**Problem details:** Please retype only the lines below that run from the one containing "let held = check(self)?;" through the last line, both included, without altering a word.

Extracted entries Start Marker

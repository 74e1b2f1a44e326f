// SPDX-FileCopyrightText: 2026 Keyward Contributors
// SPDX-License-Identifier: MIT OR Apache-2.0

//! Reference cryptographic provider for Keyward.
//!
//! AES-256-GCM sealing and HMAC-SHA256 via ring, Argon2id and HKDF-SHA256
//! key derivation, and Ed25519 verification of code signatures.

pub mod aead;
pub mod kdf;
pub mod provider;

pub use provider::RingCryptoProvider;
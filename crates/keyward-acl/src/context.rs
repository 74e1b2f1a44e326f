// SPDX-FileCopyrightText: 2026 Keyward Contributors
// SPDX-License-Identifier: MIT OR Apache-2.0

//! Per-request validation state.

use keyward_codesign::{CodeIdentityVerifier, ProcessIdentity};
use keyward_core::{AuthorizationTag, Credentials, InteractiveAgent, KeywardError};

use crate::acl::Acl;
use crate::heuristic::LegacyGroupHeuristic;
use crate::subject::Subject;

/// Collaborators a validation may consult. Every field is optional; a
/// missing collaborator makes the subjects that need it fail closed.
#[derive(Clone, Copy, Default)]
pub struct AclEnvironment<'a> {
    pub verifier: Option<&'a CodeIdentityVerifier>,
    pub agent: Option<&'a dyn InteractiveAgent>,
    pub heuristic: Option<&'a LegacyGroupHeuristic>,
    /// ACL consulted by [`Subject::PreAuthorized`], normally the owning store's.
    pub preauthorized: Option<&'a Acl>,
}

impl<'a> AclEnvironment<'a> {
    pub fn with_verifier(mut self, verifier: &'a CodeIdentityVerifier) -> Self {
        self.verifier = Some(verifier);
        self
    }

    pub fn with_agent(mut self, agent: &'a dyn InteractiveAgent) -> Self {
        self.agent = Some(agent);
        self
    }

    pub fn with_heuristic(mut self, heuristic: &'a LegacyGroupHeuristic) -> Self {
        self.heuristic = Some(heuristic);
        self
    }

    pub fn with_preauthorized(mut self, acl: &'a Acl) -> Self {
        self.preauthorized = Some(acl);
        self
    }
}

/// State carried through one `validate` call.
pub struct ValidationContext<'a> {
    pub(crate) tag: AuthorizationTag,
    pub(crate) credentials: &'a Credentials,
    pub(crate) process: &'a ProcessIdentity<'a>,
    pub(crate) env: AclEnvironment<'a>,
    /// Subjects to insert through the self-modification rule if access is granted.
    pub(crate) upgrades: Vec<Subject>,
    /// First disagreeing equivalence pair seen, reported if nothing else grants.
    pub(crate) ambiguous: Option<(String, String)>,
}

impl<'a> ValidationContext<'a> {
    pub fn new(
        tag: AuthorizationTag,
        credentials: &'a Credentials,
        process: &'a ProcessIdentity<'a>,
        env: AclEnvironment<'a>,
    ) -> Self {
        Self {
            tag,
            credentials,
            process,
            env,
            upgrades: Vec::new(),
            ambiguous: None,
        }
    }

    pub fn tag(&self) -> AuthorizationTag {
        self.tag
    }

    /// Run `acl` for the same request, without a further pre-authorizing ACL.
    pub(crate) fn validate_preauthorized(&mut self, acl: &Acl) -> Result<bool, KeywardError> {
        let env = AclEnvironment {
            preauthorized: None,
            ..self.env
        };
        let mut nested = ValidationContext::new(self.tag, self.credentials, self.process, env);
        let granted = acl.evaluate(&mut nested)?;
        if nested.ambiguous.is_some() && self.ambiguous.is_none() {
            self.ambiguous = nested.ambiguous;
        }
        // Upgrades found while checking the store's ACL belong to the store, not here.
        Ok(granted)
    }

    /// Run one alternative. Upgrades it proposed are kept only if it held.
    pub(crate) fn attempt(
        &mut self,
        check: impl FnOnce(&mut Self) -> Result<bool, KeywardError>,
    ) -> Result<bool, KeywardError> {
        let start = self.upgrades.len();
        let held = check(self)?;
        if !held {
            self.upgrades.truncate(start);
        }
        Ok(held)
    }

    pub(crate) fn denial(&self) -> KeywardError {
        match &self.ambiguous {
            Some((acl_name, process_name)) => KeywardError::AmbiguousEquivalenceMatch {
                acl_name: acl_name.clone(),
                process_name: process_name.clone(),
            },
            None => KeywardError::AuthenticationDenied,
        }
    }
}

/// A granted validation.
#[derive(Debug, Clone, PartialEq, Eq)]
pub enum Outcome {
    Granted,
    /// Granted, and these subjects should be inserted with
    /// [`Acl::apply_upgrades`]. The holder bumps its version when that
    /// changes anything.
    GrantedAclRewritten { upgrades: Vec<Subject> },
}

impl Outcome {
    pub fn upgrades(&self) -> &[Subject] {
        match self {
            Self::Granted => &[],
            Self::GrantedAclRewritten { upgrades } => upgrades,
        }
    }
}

Extracted entries End Marker

**Response:**
        let held = check(self)?;
        if !held {
            self.upgrades.truncate(start);
        }
        Ok(held)
    }

    pub(crate) fn denial(&self) -> KeywardError {
        match &self.ambiguous {
            Some((acl_name, process_name)) => KeywardError::AmbiguousEquivalenceMatch {
                acl_name: acl_name.clone(),
                process_name: process_name.clone(),
            },
            None => KeywardError::AuthenticationDenied,
        }
    }
}

/// A granted validation.
#[derive(Debug, Clone, PartialEq, Eq)]
pub enum Outcome {
    Granted,
    /// Granted, and these subjects should be inserted with
    /// [`Acl::apply_upgrades`]. The holder bumps its version when that
    /// changes anything.
    GrantedAclRewritten { upgrades: Vec<Subject> },
}

impl Outcome {
    pub fn upgrades(&self) -> &[Subject] {
        match self {
            Self::Granted => &[],
            Self::GrantedAclRewritten { upgrades } => upgrades,
        }
    }
}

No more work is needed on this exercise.